# Malaysia - Realistic apartment price?



## Pilke (Jun 19, 2010)

I just found this:
Apartment for rent Sentul, Kuala Lumpur furnished 3 bedroom 2 bath Apartment posted by Property Manager for 800 per month. Rental 2155317

Is this reallly a realistic apartment price? Sounds too cheap but I really have no idea.
I assume the price is in MYR and not USD. So the rent is $259 USD month, could this be correct?


----------



## eryepe (Oct 2, 2012)

It could be true. But, map and description that advertisement did not match. You better be careful. If you looking for place to stay, try


----------



## Pilke (Jun 19, 2010)

eryepe said:


> It could be true. But, map and description that advertisement did not match. You better be careful. If you looking for place to stay, try iproperty com my. It may helps, in term of accuracy.


Perfect! Thank you!


----------



## veriya (May 24, 2012)

that price sounds like the price for a single room in an apartment, are you looking for a room or whole apartment.


----------



## Pilke (Jun 19, 2010)

veriya said:


> that price sounds like the price for a single room in an apartment, are you looking for a room or whole apartment.


Really? I could find 1-room apartments for that price in Sweden!


----------



## kelvin lee (Oct 2, 2012)

As i know Sentul is quite an expensive area to stay as well.. RM800 doesn't sound realistic,,better check it out properly as the location maybe very out of the town.

for renting an apartment

for comparing the rental price.


----------



## veriya (May 24, 2012)

well in Malaysia also you can find 3 room apartments for RM800 or less even. so it really depends on the location.


----------



## Muslifa (Feb 24, 2013)

*Apartment or room hunting*



veriya said:


> well in Malaysia also you can find 3 room apartments for RM800 or less even. so it really depends on the location.


I am a Maldivian student at Limkokwing, i have been trying to find an apartment or even a room from an apartment in cyberjaya or nearby, but so far i have not come across a good place to stay. 

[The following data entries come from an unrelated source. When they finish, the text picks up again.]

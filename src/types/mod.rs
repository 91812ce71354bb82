//! Shared types for keyshard

mod error;

pub use error::{CustodyError, ErrorClass, Result, StoreId, UnavailableStore, UnavailableReason};
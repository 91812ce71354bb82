//! keyshard - threshold custody for blockchain signing keys

use std::sync::Arc;

use anyhow::Context;
use clap::Parser;
use tracing::{error, info, info_span, warn, Instrument};
use tracing_subscriber::{layer::SubscriberExt, util::SubscriberInitExt};
use uuid::Uuid;

use keyshard::{
    chain::RpcBroadcaster,
    config::{Args, Command},
    custodial_keys::CustodyService,
    db::MongoClient,
    stores::{MongoCustodyRecordStore, MongoShareStore},
};

#[tokio::main]
async fn main() -> anyhow::Result<()> {
    // Load environment variables from .env file if present
    let _ = dotenvy::dotenv();

    let args = Args::parse();

    // Logs go to stderr; stdout carries command output
    let log_level = args.log_level.clone();
    tracing_subscriber::registry()
        .with(
            tracing_subscriber::EnvFilter::try_from_default_env()
                .unwrap_or_else(|_| format!("keyshard={},info", log_level).into()),
        )
        .with(tracing_subscriber::fmt::layer().with_writer(std::io::stderr))
        .init();

    if let Err(e) = args.validate() {
        error!("Configuration error: {}", e);
        std::process::exit(1);
    }

    info!("======================================");
    info!("  keyshard - threshold key custody");
    info!("======================================");
    info!("Shares: {} (threshold {})", args.total_shares, args.threshold);
    info!("Store A: {} / {}", args.store_a.store_a_uri, args.store_a.store_a_db);
    info!("Store B: {} / {}", args.store_b.store_b_uri, args.store_b.store_b_db);
    info!("RPC: {}", args.rpc_url);
    info!("======================================");

    let config = args.custody_config()?;

    // Custody records live beside store A
    let mongo_a = MongoClient::new(&args.store_a.store_a_uri, &args.store_a.store_a_db)
        .await
        .context("store A connection failed")?;
    let store_a = MongoShareStore::connect(&mongo_a).await?;
    let records = MongoCustodyRecordStore::connect(&mongo_a).await?;

    let mongo_b = MongoClient::new(&args.store_b.store_b_uri, &args.store_b.store_b_db)
        .await
        .context("store B connection failed")?;
    let store_b = MongoShareStore::connect(&mongo_b).await?;

    let broadcaster = RpcBroadcaster::new(&args.rpc_url, args.confirm_timeout());
    let service = CustodyService::new(
        config,
        Arc::new(store_a),
        Arc::new(store_b),
        Arc::new(records),
    )?
    .with_broadcaster(Arc::new(broadcaster));

    let request_id = Uuid::new_v4();
    let span = info_span!("command", request_id = %request_id);
    let output = run(&service, args.command).instrument(span).await;

    match output {
        Ok(value) => {
            println!("{}", serde_json::to_string_pretty(&value)?);
            Ok(())
        }
        Err(e) => {
            if e.is_retriable() {
                warn!("Command failed (retriable): {}", e);
            } else {
                error!("Command failed: {}", e);
            }
            std::process::exit(2);
        }
    }
}

async fn run(service: &CustodyService, command: Command) -> keyshard::Result<serde_json::Value> {
    let value = match command {
        Command::Provision { user_id } => serde_json::to_value(service.provision(&user_id).await?),
        Command::PublicKey { user_id } => Ok(serde_json::json!({
            "publicKey": service.get_public_key(&user_id).await?,
        })),
        Command::Sign {
            user_id,
            message_hex,
        } => {
            let message = decode_message(&message_hex)?;
            serde_json::to_value(service.sign_transaction(&user_id, &message).await?)
        }
        Command::Submit {
            user_id,
            message_hex,
        } => {
            let message = decode_message(&message_hex)?;
            serde_json::to_value(service.submit_transaction(&user_id, &message).await?)
        }
    };

    value.map_err(|e| keyshard::CustodyError::Config(format!("failed to encode output: {e}")))
}

fn decode_message(message_hex: &str) -> keyshard::Result<Vec<u8>> {
    hex::decode(message_hex.trim())
        .map_err(|e| keyshard::CustodyError::InvalidInput(format!("message is not valid hex: {e}")))
}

Veriya, it seems you know much places in cyberjaya, kindly can ypu please help me to find either a master room, or an apartment (2BR). 

Thanks


----------



## francmie (Mar 7, 2013)

Muslifa said:


> I am a Maldivian student at Limkokwing, i have been trying to find an apartment or even a room from an apartment in cyberjaya or nearby, but so far i have not come across a good place to stay.
> 
> Veriya, it seems you know much places in cyberjaya, kindly can ypu please help me to find either a master room, or an apartment (2BR).
> 
> Thanks


Hi, its really expensive if you want to find an apartment in cyberjaya , it will cost u MYR1000-MYR1500 for 2BR.. you should try rent a room , there's a lot people renting their rooms in cyberjaya


----------



## francmie (Mar 7, 2013)

Pilke ,

yup,its a realistic price for that kind of apartment.but im not suggesting you to live in Sentul area. because even for Malaysian we categorized some area of Sentul is quite dangerous.So , i'm really suggest you to find another place. But , its just my opinion


----------



## Nemo. (Feb 13, 2011)

800 Rm for a flat? In Selangor?

Low cost housing. Terrible neighbours, crime, drugs, prostitution the lot will be your neighbours.

In KL 1,500 RM min for any place worth staying.


----------



## aaronsmith (Mar 19, 2013)

seem too cheap..Sentul is not a good place to stay there due lots of crimes there..


----------